Lieu inaccessible au grand public, le dépôt légal fête ses 50 ans cette année. Après une longue histoire qui remonte au XVIe siècle, il a été recréé en 1966 pour recueillir tous les livres édités en Belgique, sans aucune distinction, au coeur de la Bibliothèque royale à Bruxelles.

Une forte odeur de papier et d’encre, des travées pleines de bouquins, plongées dans le noir : le lieu est silencieux, presque secret alors qu’il y a tant d’histoires à raconter. Sur plusieurs étages, et quelque 150 kilomètres, le dépôt légal recueille, depuis son rétablissement en 1966, tous les livres édités en Belgique, ou publiés par un auteur belge, sans aucune distinction de style ou de genre. C’est Michel Fincoeur qui en a la charge à la Bibliothèque royale, et il est intarissable sur le sujet.  » Nous recevons toutes les publications.
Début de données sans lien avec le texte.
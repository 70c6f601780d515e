mod common;

use common::synthetic_image::{rect_note, Note, INK};
use diagram_extractor::cluster::{RejectionReason, SortingMethod};
use diagram_extractor::extract::NO_DIAGRAMS_MESSAGE;
use diagram_extractor::image::ImageRgba8;
use diagram_extractor::{DiagramExtractor, ExtractionConfig, ExtractionOutcome, Label};
use image::RgbaImage;

fn run(note: &RgbaImage, config: ExtractionConfig) -> ExtractionOutcome {
    let extractor = DiagramExtractor::new(config).expect("valid config");
    extractor
        .process(ImageRgba8::from_rgba(note), "note.png")
        .expect("extraction succeeds")
}

fn bboxes(outcome: &ExtractionOutcome) -> Vec<[u32; 4]> {
    outcome.manifest.diagrams.iter().map(|d| d.bbox).collect()
}

#[test]
fn blank_page_reports_no_diagrams() {
    let note = Note::new(320, 240).build();
    let outcome = run(&note, ExtractionConfig::default());

    assert!(outcome.diagrams.is_empty());
    assert!(outcome.warnings.is_empty());
    let json = serde_json::to_value(&outcome.manifest).unwrap();
    assert_eq!(json["original_file"], "note.png");
    assert_eq!(json["diagrams"], serde_json::json!([]));
    assert_eq!(json["message"], NO_DIAGRAMS_MESSAGE);
}

#[test]
fn isolated_rectangle_is_cropped_with_padding() {
    let note = rect_note(300, 250, 100, 100);
    let outcome = run(&note, ExtractionConfig::default());

    assert_eq!(bboxes(&outcome), vec![[97, 97, 66, 46]]);
    let entry = &outcome.manifest.diagrams[0];
    assert_eq!(entry.file, "diagram_0.png");
    assert!(
        entry.confidence >= 0.8,
        "confidence {:.3} below 0.8",
        entry.confidence
    );
    assert!(outcome.manifest.message.is_none());

    let crop = &outcome.diagrams[0];
    assert_eq!(crop.image.dimensions(), (66, 46));
    // Stroke pixel keeps its colour and becomes opaque; paper turns clear.
    assert_eq!(*crop.image.get_pixel(3, 3), INK);
    assert_eq!(crop.image.get_pixel(0, 0)[3], 0);
    assert_eq!(crop.image.get_pixel(33, 23)[3], 0);
    assert_eq!(crop.stats.opaque_pixels, 60 * 40 - 54 * 34);

    let sample = &outcome.trace.components[0];
    assert_eq!(sample.label, Label::Diagram);
    assert!(sample.descriptors.area >= 2000.0);
}

#[test]
fn shapes_ten_pixels_apart_merge() {
    let note = Note::new(360, 250)
        .rect(100, 100, 60, 40, 3)
        .rect(170, 100, 60, 40, 3)
        .build();
    let outcome = run(&note, ExtractionConfig::default());

    assert_eq!(bboxes(&outcome), vec![[97, 97, 136, 46]]);
    assert_eq!(outcome.diagrams[0].members.len(), 2);
    assert_eq!(outcome.trace.proximity_groups, 1);
}

#[test]
fn shapes_forty_pixels_apart_stay_separate() {
    let note = Note::new(360, 250)
        .rect(100, 100, 60, 40, 3)
        .rect(200, 100, 60, 40, 3)
        .build();
    let outcome = run(&note, ExtractionConfig::default());

    assert_eq!(bboxes(&outcome), vec![[97, 97, 66, 46], [197, 97, 66, 46]]);
    let files: Vec<&str> = outcome.diagrams.iter().map(|d| d.file.as_str()).collect();
    assert_eq!(files, ["diagram_0.png", "diagram_1.png"]);
}

#[test]
fn diagram_next_to_handwriting_is_discarded() {
    // Scribble ink starts 5 px right of the rectangle.
    let note = Note::new(400, 260)
        .rect(100, 100, 60, 40, 3)
        .wave(166, 180, 120.0, 10.0, 16.0)
        .build();
    let config = ExtractionConfig {
        min_contour_area: 300.0,
        ..ExtractionConfig::default()
    };
    let outcome = run(&note, config);

    assert_eq!(outcome.trace.components.len(), 2);
    let labels: Vec<Label> = outcome.trace.components.iter().map(|c| c.label).collect();
    assert_eq!(labels, [Label::Diagram, Label::Handwriting]);

    assert!(outcome.diagrams.is_empty());
    assert_eq!(
        outcome.manifest.message.as_deref(),
        Some(NO_DIAGRAMS_MESSAGE)
    );
    let rejected: Vec<_> = outcome.trace.rejected().collect();
    assert_eq!(rejected.len(), 1);
    match rejected[0].rejection {
        Some(RejectionReason::NearHandwriting { distance, .. }) => {
            assert!(distance <= 25.0, "distance {distance}")
        }
        other => panic!("unexpected rejection {other:?}"),
    }
}

#[test]
fn diagram_on_the_left_edge_is_cropped() {
    let note = Note::new(300, 200).rect(0, 50, 60, 40, 3).build();
    let outcome = run(&note, ExtractionConfig::default());

    assert_eq!(outcome.trace.discarded_components, 0);
    assert_eq!(bboxes(&outcome), vec![[0, 47, 63, 46]]);
    assert_eq!(*outcome.diagrams[0].image.get_pixel(0, 3), INK);
}

#[test]
fn handwriting_on_the_left_edge_still_isolates_diagrams() {
    let note = Note::new(320, 240)
        .wave(0, 180, 120.0, 10.0, 16.0)
        .rect(185, 100, 60, 40, 3)
        .build();
    let config = ExtractionConfig {
        min_contour_area: 300.0,
        ..ExtractionConfig::default()
    };
    let outcome = run(&note, config);

    assert_eq!(outcome.trace.components.len(), 2);
    assert_eq!(outcome.trace.labels.handwriting, 1);
    assert!(outcome.diagrams.is_empty());
    let reasons: Vec<_> = outcome.trace.rejected().map(|c| c.rejection).collect();
    assert!(
        matches!(reasons[..], [Some(RejectionReason::NearHandwriting { .. })]),
        "{reasons:?}"
    );
}

#[test]
fn crops_follow_reading_order() {
    let note = Note::new(420, 340)
        .rect(300, 100, 60, 40, 3)
        .rect(60, 100, 60, 40, 3)
        .rect(100, 250, 60, 40, 3)
        .build();
    let outcome = run(&note, ExtractionConfig::default());

    assert_eq!(
        bboxes(&outcome),
        vec![[57, 97, 66, 46], [297, 97, 66, 46], [97, 247, 66, 46]]
    );
    for (i, entry) in outcome.manifest.diagrams.iter().enumerate() {
        assert_eq!(entry.file, format!("diagram_{i}.png"));
    }
}

#[test]
fn area_sorting_puts_largest_first() {
    let note = Note::new(480, 340)
        .rect(40, 40, 60, 40, 3)
        .rect(300, 200, 120, 80, 3)
        .build();
    let config = ExtractionConfig {
        sorting_method: SortingMethod::Area,
        ..ExtractionConfig::default()
    };
    let outcome = run(&note, config);

    assert_eq!(
        bboxes(&outcome),
        vec![[297, 197, 126, 86], [37, 37, 66, 46]]
    );
}

#[test]
fn cap_keeps_the_first_clusters_on_ties() {
    let mut note = Note::new(640, 200);
    for x in [20, 180, 340, 500] {
        note = note.rect(x, 80, 60, 40, 3);
    }
    let note = note.build();
    let config = ExtractionConfig {
        max_diagrams: 2,
        ..ExtractionConfig::default()
    };
    let outcome = run(&note, config);

    assert_eq!(bboxes(&outcome), vec![[17, 77, 66, 46], [177, 77, 66, 46]]);
    let capped = outcome
        .trace
        .rejected()
        .filter(|c| c.rejection == Some(RejectionReason::OverCap))
        .count();
    assert_eq!(capped, 2);
}

#[test]
fn minimum_confidence_filters_clusters() {
    let note = rect_note(300, 250, 100, 100);
    let config = ExtractionConfig {
        min_confidence: 0.99,
        ..ExtractionConfig::default()
    };
    let outcome = run(&note, config);

    assert!(outcome.diagrams.is_empty());
    let reasons: Vec<_> = outcome.trace.rejected().map(|c| c.rejection).collect();
    assert_eq!(reasons, [Some(RejectionReason::BelowMinConfidence)]);
}

#[test]
fn environment_style_overrides_change_padding() {
    let note = rect_note(300, 250, 100, 100);
    let config = diagram_extractor::config::apply_env_overrides(
        ExtractionConfig::default(),
        |key| (key == "PADDING").then(|| "10".to_string()),
    )
    .unwrap();
    let outcome = run(&note, config);
    assert_eq!(bboxes(&outcome), vec![[90, 90, 80, 60]]);
}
Cela va de la thèse de doctorat au rapport annuel d’une entreprise, en passant par le catalogue d’une exposition au recueil de poésie, publié à compte d’auteur. La loi précise que l’éditeur ou l’auteur belge est tenu de déposer deux exemplaires papier de l’ouvrage publié, mais on ne fait pas de choix, on ne refuse aucun ouvrage pour telle ou telle raison. Si l’auteur ou l’éditeur ne le fait pas, il risque une amende pouvant aller jusqu’à 6 000 euros. « 

Quand on arrive, on y découvre tous les livres qu’on pourrait simplement trouver en librairie, mais à y regarder de plus près, il y en a quelques-uns aussi discrets que détonants, pour ne pas dire autre chose… C’est ainsi le cas d’une revue de caricatures ouvertement islamophobes qui se propose de charrier la charia, rangeant les caricatures de Charlie Hebdo à de gentils jeux d’enfants de choeur. Le conservateur nous demandera de ne pas citer le nom de la revue et ses auteurs, vu le contexte actuel.  » Mais c’est accessible au public. Si quelqu’un connaît le titre, il va pouvoir consulter cette revue. Qui sommes-nous pour l’interdire ? Il y a la loi, mais la loi ne dit rien là-dessus. Nous avons des publications négationnistes, liées à l’extrême droite flamande, dont l’auteur a été condamné par la justice pour propos niant le génocide, mais les publications n’ont pas été interdites. C’est très rare d’avoir de nos jours une publication interdite « , précise Michel Fincoeur.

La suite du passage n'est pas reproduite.